[RECORDS FOR THIS EXERCISE — start]

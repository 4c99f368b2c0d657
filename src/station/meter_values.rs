//! Periodic sampled-value generation.

use chrono::{SubsecRound, Utc};

use crate::ocpp::types::{Location, Measurand, MeterValue, ReadingContext, SampledValue, UnitOfMeasure};

/// Value advertised through the MeterValuesSampledData configuration key.
pub const METER_VALUES_SAMPLED_DATA: &str =
    "Power.Offered,Power.Active.Import,Energy.Active.Import.Register,Voltage,SoC";

/// Build the meter-value record for one sample of a connector.
///
/// The reported active import power mirrors the offered power; voltage and
/// state of charge are fixed stand-ins.
pub fn generate_meter_values(power_offered: f64, energy_import_register: f64) -> Vec<MeterValue> {
    vec![MeterValue {
        timestamp: Utc::now().trunc_subsecs(0),
        sampled_value: vec![
            sampled(Measurand::PowerActiveImport, UnitOfMeasure::W, round3(power_offered)),
            sampled(Measurand::PowerOffered, UnitOfMeasure::W, round3(power_offered)),
            sampled(
                Measurand::EnergyActiveImportRegister,
                UnitOfMeasure::Wh,
                round3(energy_import_register),
            ),
            sampled(Measurand::Voltage, UnitOfMeasure::V, "230".to_string()),
            sampled(Measurand::SoC, UnitOfMeasure::Percent, "0".to_string()),
        ],
    }]
}

fn sampled(measurand: Measurand, unit: UnitOfMeasure, value: String) -> SampledValue {
    SampledValue {
        value,
        context: Some(ReadingContext::SamplePeriodic),
        measurand: Some(measurand),
        location: Some(Location::Outlet),
        unit: Some(unit),
    }
}

/// Render a reading rounded to three decimals.
fn round3(value: f64) -> String {
    let rounded = (value * 1000.0).round() / 1000.0;
    rounded.to_string()
}

#[cfg(test)]
mod tests {
    use super::*;

    #[test]
    fn one_record_with_five_ordered_samples() {
        let records = generate_meter_values(99.0, 123.456789);
        assert_eq!(records.len(), 1);

        let samples = &records[0].sampled_value;
        let measurands: Vec<_> = samples.iter().map(|s| s.measurand.unwrap()).collect();
        assert_eq!(
            measurands,
            vec![
                Measurand::PowerActiveImport,
                Measurand::PowerOffered,
                Measurand::EnergyActiveImportRegister,
                Measurand::Voltage,
                Measurand::SoC,
            ]
        );

        assert_eq!(samples[0].value, "99");
        assert_eq!(samples[1].value, "99");
        assert_eq!(samples[2].value, "123.457");
        assert_eq!(samples[3].value, "230");
        assert_eq!(samples[4].value, "0");

        for sample in samples {
            assert_eq!(sample.context, Some(ReadingContext::SamplePeriodic));
            assert_eq!(sample.location, Some(Location::Outlet));
        }
    }

    #[test]
    fn timestamp_has_second_resolution_with_zulu_suffix() {
        let records = generate_meter_values(0.0, 0.0);
        let value = serde_json::to_value(&records[0]).unwrap();
        let timestamp = value["timestamp"].as_str().unwrap();

        assert!(timestamp.ends_with('Z'), "timestamp was {timestamp}");
        assert!(!timestamp.contains('.'), "timestamp was {timestamp}");
        assert_eq!(timestamp.len(), "2024-01-01T00:00:00Z".len());
    }

    #[test]
    fn readings_round_to_three_decimals() {
        assert_eq!(round3(0.0001), "0");
        assert_eq!(round3(2.718281828), "2.718");
        assert_eq!(round3(99.9996), "100");
        assert_eq!(round3(500.0), "500");
    }
}
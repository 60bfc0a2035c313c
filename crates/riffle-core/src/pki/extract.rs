// ============================================
// File: crates/riffle-core/src/pki/extract.rs
// ============================================
//! # Identity Extraction
//!
//! ## Creation Reason
//! Maps a verified peer certificate to the `Identity` used for realm
//! routing. Each endpoint runs this locally on what its own TLS stack
//! verified; the result is never exchanged over the wire.
//!
//! ## Main Functionality
//! - `IdentityExtractor`: Pluggable certificate → identity mapping
//! - `CommonNameExtractor`: Subject commonName, verbatim
//!
//! ## Last Modified
//! v0.1.0 - Initial implementation

use std::fmt;

use x509_parser::parse_x509_certificate;

use riffle_common::Identity;

use crate::error::{CoreError, Result};

// ============================================
// IdentityExtractor
// ============================================

/// Derives the authenticated identity from a DER-encoded certificate.
pub trait IdentityExtractor: Send + Sync + fmt::Debug {
    /// Extracts the identity.
    ///
    /// # Errors
    /// Returns `CoreError::Certificate` if the certificate cannot be parsed
    /// and `CoreError::MissingIdentity` if it carries no usable name.
    fn extract(&self, cert_der: &[u8]) -> Result<Identity>;
}

/// Default extractor: the first subject commonName, byte for byte.
#[derive(Debug, Default, Clone, Copy)]
pub struct CommonNameExtractor;

impl IdentityExtractor for CommonNameExtractor {
    fn extract(&self, cert_der: &[u8]) -> Result<Identity> {
        identity_from_der(cert_der)
    }
}

/// Reads the subject commonName of `cert_der`.
///
/// # Errors
/// See [`IdentityExtractor::extract`].
pub fn identity_from_der(cert_der: &[u8]) -> Result<Identity> {
    let (_, cert) =
        parse_x509_certificate(cert_der).map_err(|e| CoreError::certificate(e.to_string()))?;

    let cn = cert
        .subject()
        .iter_common_name()
        .next()
        .ok_or(CoreError::MissingIdentity)?;
    let name = cn
        .as_str()
        .map_err(|e| CoreError::certificate(format!("commonName is not a string: {e}")))?;

    Identity::new(name).map_err(|_| CoreError::MissingIdentity)
}

// ============================================
// Tests
// ============================================

#[cfg(test)]
mod tests {
    use super::*;
    use rcgen::{CertificateParams, DistinguishedName, DnType, KeyPair};

    fn cert_with_cn(cn: Option<&str>) -> Vec<u8> {
        let mut params = CertificateParams::new(vec!["riffle.local".to_owned()]).unwrap();
        params.distinguished_name = DistinguishedName::new();
        if let Some(cn) = cn {
            params.distinguished_name.push(DnType::CommonName, cn);
        }
        params.distinguished_name.push(DnType::OrganizationName, "Riffle Test");
        let key = KeyPair::generate().unwrap();
        params.self_signed(&key).unwrap().der().to_vec()
    }

    #[test]
    fn test_extracts_common_name_verbatim() {
        let der = cert_with_cn(Some("device-1"));
        let identity = CommonNameExtractor.extract(&der).unwrap();
        assert_eq!(identity.as_str(), "device-1");

        let der = cert_with_cn(Some("Pd Server"));
        assert_eq!(identity_from_der(&der).unwrap().as_str(), "Pd Server");
    }

    #[test]
    fn test_missing_common_name() {
        let der = cert_with_cn(None);
        assert!(matches!(
            identity_from_der(&der),
            Err(CoreError::MissingIdentity)
        ));
    }

    #[test]
    fn test_garbage_certificate() {
        assert!(matches!(
            identity_from_der(b"not a certificate"),
            Err(CoreError::Certificate { .. })
        ));
    }
}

[RECORDS FOR THIS EXERCISE — finish]

## YOUR ASSIGNMENT
Retype all of the data exactly, so that nothing differs from what is given.

## FINAL ANSWER
repository 4c99f368b2c0d657
filename src/station/meter_values.rs
//! Periodic sampled-value generation.

use chrono::{SubsecRound, Utc};

use crate::ocpp::types::{Location, Measurand, MeterValue, ReadingContext, SampledValue, UnitOfMeasure};

/// Value advertised through the MeterValuesSampledData configuration key.
pub const METER_VALUES_SAMPLED_DATA: &str =
    "Power.Offered,Power.Active.Import,Energy.Active.Import.Register,Voltage,SoC";

/// Build the meter-value record for one sample of a connector.
///
/// The reported active import power mirrors the offered power; voltage and
/// state of charge are fixed stand-ins.
pub fn generate_meter_values(power_offered: f64, energy_import_register: f64) -> Vec<MeterValue> {
    vec![MeterValue {
        timestamp: Utc::now().trunc_subsecs(0),
        sampled_value: vec![
            sampled(Measurand::PowerActiveImport, UnitOfMeasure::W, round3(power_offered)),
            sampled(Measurand::PowerOffered, UnitOfMeasure::W, round3(power_offered)),
            sampled(
                Measurand::EnergyActiveImportRegister,
                UnitOfMeasure::Wh,
                round3(energy_import_register),
            ),
            sampled(Measurand::Voltage, UnitOfMeasure::V, "230".to_string()),
            sampled(Measurand::SoC, UnitOfMeasure::Percent, "0".to_string()),
        ],
    }]
}

fn sampled(measurand: Measurand, unit: UnitOfMeasure, value: String) -> SampledValue {
    SampledValue {
        value,
        context: Some(ReadingContext::SamplePeriodic),
        measurand: Some(measurand),
        location: Some(Location::Outlet),
        unit: Some(unit),
    }
}

/// Render a reading rounded to three decimals.
fn round3(value: f64) -> String {
    let rounded = (value * 1000.0).round() / 1000.0;
    rounded.to_string()
}

#[cfg(test)]
mod tests {
    use super::*;

    #[test]
    fn one_record_with_five_ordered_samples() {
        let records = generate_meter_values(99.0, 123.456789);
        assert_eq!(records.len(), 1);

        let samples = &records[0].sampled_value;
        let measurands: Vec<_> = samples.iter().map(|s| s.measurand.unwrap()).collect();
        assert_eq!(
            measurands,
            vec![
                Measurand::PowerActiveImport,
                Measurand::PowerOffered,
                Measurand::EnergyActiveImportRegister,
                Measurand::Voltage,
                Measurand::SoC,
            ]
        );

        assert_eq!(samples[0].value, "99");
        assert_eq!(samples[1].value, "99");
        assert_eq!(samples[2].value, "123.457");
        assert_eq!(samples[3].value, "230");
        assert_eq!(samples[4].value, "0");

        for sample in samples {
            assert_eq!(sample.context, Some(ReadingContext::SamplePeriodic));
            assert_eq!(sample.location, Some(Location::Outlet));
        }
    }

    #[test]
    fn timestamp_has_second_resolution_with_zulu_suffix() {
        let records = generate_meter_values(0.0, 0.0);
        let value = serde_json::to_value(&records[0]).unwrap();
        let timestamp = value["timestamp"].as_str().unwrap();

        assert!(timestamp.ends_with('Z'), "timestamp was {timestamp}");
        assert!(!timestamp.contains('.'), "timestamp was {timestamp}");
        assert_eq!(timestamp.len(), "2024-01-01T00:00:00Z".len());
    }

    #[test]
    fn readings_round_to_three_decimals() {
        assert_eq!(round3(0.0001), "0");
        assert_eq!(round3(2.718281828), "2.718");
        assert_eq!(round3(99.9996), "100");
        assert_eq!(round3(500.0), "500");
    }
}
repository 60bfc0a2035c313c
filename crates/riffle-core/src/pki/extract.rs
// ============================================
// File: crates/riffle-core/src/pki/extract.rs
// ============================================
//! # Identity Extraction
//!
//! ## Creation Reason
//! Maps a verified peer certificate to the `Identity` used for realm
//! routing. Each endpoint runs this locally on what its own TLS stack
//! verified; the result is never exchanged over the wire.
//!
//! ## Main Functionality
//! - `IdentityExtractor`: Pluggable certificate → identity mapping
//! - `CommonNameExtractor`: Subject commonName, verbatim
//!
//! ## Last Modified
//! v0.1.0 - Initial implementation

use std::fmt;

use x509_parser::parse_x509_certificate;

use riffle_common::Identity;

use crate::error::{CoreError, Result};

// ============================================
// IdentityExtractor
// ============================================

/// Derives the authenticated identity from a DER-encoded certificate.
pub trait IdentityExtractor: Send + Sync + fmt::Debug {
    /// Extracts the identity.
    ///
    /// # Errors
    /// Returns `CoreError::Certificate` if the certificate cannot be parsed
    /// and `CoreError::MissingIdentity` if it carries no usable name.
    fn extract(&self, cert_der: &[u8]) -> Result<Identity>;
}

/// Default extractor: the first subject commonName, byte for byte.
#[derive(Debug, Default, Clone, Copy)]
pub struct CommonNameExtractor;

impl IdentityExtractor for CommonNameExtractor {
    fn extract(&self, cert_der: &[u8]) -> Result<Identity> {
        identity_from_der(cert_der)
    }
}

/// Reads the subject commonName of `cert_der`.
///
/// # Errors
/// See [`IdentityExtractor::extract`].
pub fn identity_from_der(cert_der: &[u8]) -> Result<Identity> {
    let (_, cert) =
        parse_x509_certificate(cert_der).map_err(|e| CoreError::certificate(e.to_string()))?;

    let cn = cert
        .subject()
        .iter_common_name()
        .next()
        .ok_or(CoreError::MissingIdentity)?;
    let name = cn
        .as_str()
        .map_err(|e| CoreError::certificate(format!("commonName is not a string: {e}")))?;

    Identity::new(name).map_err(|_| CoreError::MissingIdentity)
}

// ============================================
// Tests
// ============================================

#[cfg(test)]
mod tests {
    use super::*;
    use rcgen::{CertificateParams, DistinguishedName, DnType, KeyPair};

    fn cert_with_cn(cn: Option<&str>) -> Vec<u8> {
        let mut params = CertificateParams::new(vec!["riffle.local".to_owned()]).unwrap();
        params.distinguished_name = DistinguishedName::new();
        if let Some(cn) = cn {
            params.distinguished_name.push(DnType::CommonName, cn);
        }
        params.distinguished_name.push(DnType::OrganizationName, "Riffle Test");
        let key = KeyPair::generate().unwrap();
        params.self_signed(&key).unwrap().der().to_vec()
    }

    #[test]
    fn test_extracts_common_name_verbatim() {
        let der = cert_with_cn(Some("device-1"));
        let identity = CommonNameExtractor.extract(&der).unwrap();
        assert_eq!(identity.as_str(), "device-1");

        let der = cert_with_cn(Some("Pd Server"));
        assert_eq!(identity_from_der(&der).unwrap().as_str(), "Pd Server");
    }

    #[test]
    fn test_missing_common_name() {
        let der = cert_with_cn(None);
        assert!(matches!(
            identity_from_der(&der),
            Err(CoreError::MissingIdentity)
        ));
    }

    #[test]
    fn test_garbage_certificate() {
        assert!(matches!(
            identity_from_der(b"not a certificate"),
            Err(CoreError::Certificate { .. })
        ));
    }
}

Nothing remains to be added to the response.